Der Kläger nimmt den Beklagten auf Schmerzensgeld und weiteren Schadenersatz im Zusammenhang mit einem Unfall in Anspruch. Der beklagte Fahrradfahrer fuhr in Gegenrichtung auf einem Fahrrad-Schutzstreifen in der Innenstadt von Frankfurt am Main. Seine Geschwindigkeit betrug zwischen zehn und zwölf Stundenkilometer. Der Kläger wollte als Fußgänger den Schutzstreifen in der Nähe eines Fußgängerüberweges überqueren. Hierbei wurde er vom Fahrrad des Beklagten niedergerissen. Beide Parteien hatten sich vor dem Unfall nicht wahrgenommen. Der Kläger stürzte und erlitt unter anderem einen schmerzhaften Gelenkbruch. Der Beklagte ist nicht haftpflichtversichert.
 
Das Landgericht Frankfurt am Main hat dem Kläger Schmerzensgeld in Höhe von 5.000 Euro sowie weiteren Schadenersatz zugesprochen. Zur Begründung hat es ausgeführt, dass der Unfall auf ein ganz überwiegendes Fehlverhalten des Fahrradfahrers zurückzuführen sei (Urteil vom 19.08.2016, 2-08 O 88/16).
 
Die hiergegen gerichtete Berufung hielt das OLG für unbegründet. Auf einen entsprechenden Hinweis hin hat der Beklagte seine Berufung zurückgenommen. Das OLG betont in dem Hinweisbeschluss, dass der Beklagte den Fahrrad-Schutzstreifen verbotswidrig genutzt habe. Er habe gegen das Rechtsfahrgebot verstoßen. Dieses Fehlverhalten löse gesteigerte Sorgfaltspflicht aus. Der Beklagte habe deshalb insbesondere darauf achten müssen, ob Fußgänger von – aus seiner Sicht – links die Straße überqueren wollen. Diese Fußgänger müssten nicht mit einem von rechts verbotswidrig herannahenden Radfahrer rechnen. Dies gelte in besonderer Weise im Bereich einer Einbahnstraße, da dort kein Autoverkehr von rechts drohe. Außerdem müssten Fahrradfahrer in der Innenstadt grundsätzlich ihre Fahrweise auf ein erhöhtes Fußgängeraufkommen einrichten.

Der Beklagte sei zudem in der konkreten Situation zu schnell gefahren. Er hätte die Gefährdung insbesondere älterer Menschen ausschließen müssen. Dies sei hier bei der Geschwindigkeit von zehn bis zwölf Stundenkilometern nicht möglich gewesen.

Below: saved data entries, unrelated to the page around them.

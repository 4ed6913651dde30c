//! SQLite-backed feed store reading posts, tags and likes.
//!
//! Timestamps are stored as RFC 3339 text. Identifiers are stored as SQLite
//! integers and must be non-negative.

use std::{
    collections::{BTreeMap, BTreeSet},
    fmt,
    path::{Path, PathBuf},
    sync::{Mutex, MutexGuard},
};

use chrono::{DateTime, Utc};
use rusqlite::{Connection, OpenFlags};
use thiserror::Error;

use crate::{Candidate, PostId, TagName, TagNameError, UserId};

use super::FeedStore;

const SCHEMA_SQL: &str = "
CREATE TABLE IF NOT EXISTS posts (
    id INTEGER PRIMARY KEY,
    author_id INTEGER NOT NULL,
    created_at TEXT NOT NULL
);
CREATE TABLE IF NOT EXISTS tags (
    id INTEGER PRIMARY KEY,
    name TEXT NOT NULL UNIQUE
);
CREATE TABLE IF NOT EXISTS post_tags (
    post_id INTEGER NOT NULL REFERENCES posts(id) ON DELETE CASCADE,
    tag_id INTEGER NOT NULL REFERENCES tags(id) ON DELETE CASCADE,
    PRIMARY KEY (post_id, tag_id)
);
CREATE TABLE IF NOT EXISTS likes (
    user_id INTEGER NOT NULL,
    post_id INTEGER NOT NULL REFERENCES posts(id) ON DELETE CASCADE,
    PRIMARY KEY (user_id, post_id)
);
CREATE INDEX IF NOT EXISTS likes_post_idx ON likes (post_id);
";

const LIKED_TAGS_SQL: &str = "SELECT tags.name
     FROM likes
     JOIN post_tags ON post_tags.post_id = likes.post_id
     JOIN tags ON tags.id = post_tags.tag_id
     WHERE likes.user_id = ?1";

const CANDIDATES_SQL: &str = "SELECT
        posts.id,
        posts.author_id,
        posts.created_at,
        (SELECT COUNT(*) FROM likes WHERE likes.post_id = posts.id) AS like_count
     FROM posts
     WHERE posts.author_id != ?1";

const CANDIDATE_TAGS_SQL: &str = "SELECT post_tags.post_id, tags.name
     FROM post_tags
     JOIN tags ON tags.id = post_tags.tag_id
     JOIN posts ON posts.id = post_tags.post_id
     WHERE posts.author_id != ?1";

/// Create the feed tables when they do not exist yet.
///
/// # Errors
/// Returns the underlying `rusqlite` error when a statement fails.
pub fn create_feed_schema(connection: &Connection) -> rusqlite::Result<()> {
    connection.execute_batch(SCHEMA_SQL)
}

/// Error raised when reading feed data from SQLite.
#[derive(Debug, Error)]
pub enum SqliteFeedStoreError {
    /// Opening the SQLite database failed.
    #[error("failed to open SQLite database at {path}: {source}")]
    OpenDatabase {
        /// Location of the SQLite database on disk.
        path: PathBuf,
        /// Source error returned by `rusqlite`.
        #[source]
        source: rusqlite::Error,
    },
    /// Preparing or executing a query failed.
    #[error("failed to {operation}: {source}")]
    Query {
        /// Description of the failed operation.
        operation: &'static str,
        /// Source error returned by `rusqlite`.
        #[source]
        source: rusqlite::Error,
    },
    /// A stored identifier was negative.
    #[error("{column} value {raw} is outside the supported range")]
    IdOutOfRange {
        /// Column that held the value.
        column: &'static str,
        /// Raw value read from SQLite.
        raw: i64,
    },
    /// A user identifier cannot be represented as a SQLite integer.
    #[error("user id {user} cannot be stored as a SQLite integer")]
    UserIdOutOfRange {
        /// Identifier supplied by the caller.
        user: UserId,
    },
    /// A stored timestamp was not valid RFC 3339.
    #[error("post {post} has an invalid created_at value {raw:?}: {source}")]
    InvalidTimestamp {
        /// Identifier of the affected post.
        post: PostId,
        /// Raw text read from SQLite.
        raw: String,
        /// Parse failure from `chrono`.
        #[source]
        source: chrono::ParseError,
    },
    /// A stored tag name failed validation.
    #[error("stored tag name {raw:?} is invalid: {source}")]
    InvalidTagName {
        /// Raw text read from SQLite.
        raw: String,
        /// Validation failure.
        #[source]
        source: TagNameError,
    },
    /// A previous user of the connection panicked while holding it.
    #[error("SQLite connection lock was poisoned")]
    ConnectionPoisoned,
}

/// Read-only feed store backed by a SQLite database.
pub struct SqliteFeedStore {
    connection: Mutex<Connection>,
    location: Option<PathBuf>,
}

impl fmt::Debug for SqliteFeedStore {
    fn fmt(&self, f: &mut fmt::Formatter<'_>) -> fmt::Result {
        f.debug_struct("SqliteFeedStore")
            .field("location", &self.location)
            .finish_non_exhaustive()
    }
}

impl SqliteFeedStore {
    /// Open a read-only store over the database at `path`.
    ///
    /// # Errors
    /// Returns [`SqliteFeedStoreError::OpenDatabase`] when SQLite cannot open
    /// the file.
    pub fn open<P>(path: P) -> Result<Self, SqliteFeedStoreError>
    where
        P: AsRef<Path>,
    {
        let database_path = path.as_ref();
        let connection =
            Connection::open_with_flags(database_path, OpenFlags::SQLITE_OPEN_READ_ONLY).map_err(
                |source| SqliteFeedStoreError::OpenDatabase {
                    path: database_path.to_path_buf(),
                    source,
                },
            )?;
        Ok(Self {
            connection: Mutex::new(connection),
            location: Some(database_path.to_path_buf()),
        })
    }

    /// Wrap an already-open connection, e.g. an in-memory database.
    #[must_use]
    pub const fn from_connection(connection: Connection) -> Self {
        Self {
            connection: Mutex::new(connection),
            location: None,
        }
    }

    /// Location of the database file, when opened from disk.
    #[must_use]
    pub fn path(&self) -> Option<&Path> {
        self.location.as_deref()
    }

    fn lock(&self) -> Result<MutexGuard<'_, Connection>, SqliteFeedStoreError> {
        self.connection
            .lock()
            .map_err(|_| SqliteFeedStoreError::ConnectionPoisoned)
    }

    fn load_candidate_tags(
        connection: &Connection,
        user: i64,
    ) -> Result<BTreeMap<PostId, BTreeSet<TagName>>, SqliteFeedStoreError> {
        let mut statement =
            connection
                .prepare_cached(CANDIDATE_TAGS_SQL)
                .map_err(|source| SqliteFeedStoreError::Query {
                    operation: "prepare candidate tag lookup",
                    source,
                })?;
        let rows = statement
            .query_map([user], |row| {
                let post: i64 = row.get(0)?;
                let name: String = row.get(1)?;
                Ok((post, name))
            })
            .map_err(|source| SqliteFeedStoreError::Query {
                operation: "query candidate tags",
                source,
            })?;

        let mut tags: BTreeMap<PostId, BTreeSet<TagName>> = BTreeMap::new();
        for row in rows {
            let (post_raw, name) = row.map_err(|source| SqliteFeedStoreError::Query {
                operation: "read candidate tag row",
                source,
            })?;
            let post = post_id(post_raw)?;
            tags.entry(post).or_default().insert(tag_name(name)?);
        }
        Ok(tags)
    }
}

impl FeedStore for SqliteFeedStore {
    type Error = SqliteFeedStoreError;

    fn liked_tags(&self, user: UserId) -> Result<Vec<TagName>, Self::Error> {
        let user_raw = user_param(user)?;
        let connection = self.lock()?;
        let mut statement =
            connection
                .prepare_cached(LIKED_TAGS_SQL)
                .map_err(|source| SqliteFeedStoreError::Query {
                    operation: "prepare liked tag lookup",
                    source,
                })?;
        let rows = statement
            .query_map([user_raw], |row| row.get::<_, String>(0))
            .map_err(|source| SqliteFeedStoreError::Query {
                operation: "query liked tags",
                source,
            })?;

        let mut liked = Vec::new();
        for row in rows {
            let name = row.map_err(|source| SqliteFeedStoreError::Query {
                operation: "read liked tag row",
                source,
            })?;
            liked.push(tag_name(name)?);
        }
        log::debug!("user {user} has {} liked tag occurrences", liked.len());
        Ok(liked)
    }

    fn candidates_for(&self, user: UserId) -> Result<Vec<Candidate>, Self::Error> {
        let user_raw = user_param(user)?;
        let connection = self.lock()?;
        let mut tags = Self::load_candidate_tags(&connection, user_raw)?;

        let mut statement =
            connection
                .prepare_cached(CANDIDATES_SQL)
                .map_err(|source| SqliteFeedStoreError::Query {
                    operation: "prepare candidate selection",
                    source,
                })?;
        let rows = statement
            .query_map([user_raw], |row| {
                let id: i64 = row.get(0)?;
                let author: i64 = row.get(1)?;
                let created_at: String = row.get(2)?;
                let like_count: i64 = row.get(3)?;
                Ok((id, author, created_at, like_count))
            })
            .map_err(|source| SqliteFeedStoreError::Query {
                operation: "query candidates",
                source,
            })?;

        let mut candidates = Vec::new();
        for row in rows {
            let (id_raw, author_raw, created_raw, like_raw) =
                row.map_err(|source| SqliteFeedStoreError::Query {
                    operation: "read candidate row",
                    source,
                })?;
            let id = post_id(id_raw)?;
            let author = UserId::new(non_negative("posts.author_id", author_raw)?);
            let like_count = non_negative("like_count", like_raw)?;
            let created_at = parse_timestamp(id, created_raw)?;
            let mut candidate = Candidate::new(id, created_at)
                .authored_by(author)
                .with_like_count(like_count);
            if let Some(post_tags) = tags.remove(&id) {
                candidate.tags = post_tags;
            }
            candidates.push(candidate);
        }
        log::debug!(
            "loaded {} feed candidates for user {user}",
            candidates.len()
        );
        Ok(candidates)
    }
}

fn user_param(user: UserId) -> Result<i64, SqliteFeedStoreError> {
    i64::try_from(user.get()).map_err(|_| SqliteFeedStoreError::UserIdOutOfRange { user })
}

fn non_negative(column: &'static str, raw: i64) -> Result<u64, SqliteFeedStoreError> {
    u64::try_from(raw).map_err(|_| SqliteFeedStoreError::IdOutOfRange { column, raw })
}

fn post_id(raw: i64) -> Result<PostId, SqliteFeedStoreError> {
    non_negative("posts.id", raw).map(PostId::new)
}

fn tag_name(raw: String) -> Result<TagName, SqliteFeedStoreError> {
    TagName::new(raw.as_str())
        .map_err(|source| SqliteFeedStoreError::InvalidTagName { raw, source })
}

fn parse_timestamp(post: PostId, raw: String) -> Result<DateTime<Utc>, SqliteFeedStoreError> {
    match DateTime::parse_from_rfc3339(&raw) {
        Ok(parsed) => Ok(parsed.with_timezone(&Utc)),
        Err(source) => Err(SqliteFeedStoreError::InvalidTimestamp { post, raw, source }),
    }
}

Da der Beklagte über keine Haftpflichtversicherung verfüge, hafte er persönlich für die Unfallfolgen.

Den klagenden Fußgänger treffe jedoch ein Mitverschulden von zehn Prozent, da er die Straße nicht auf dem sechs bis acht Meter von der Unfallstelle entfernten Fußgängerüberweg überquert habe.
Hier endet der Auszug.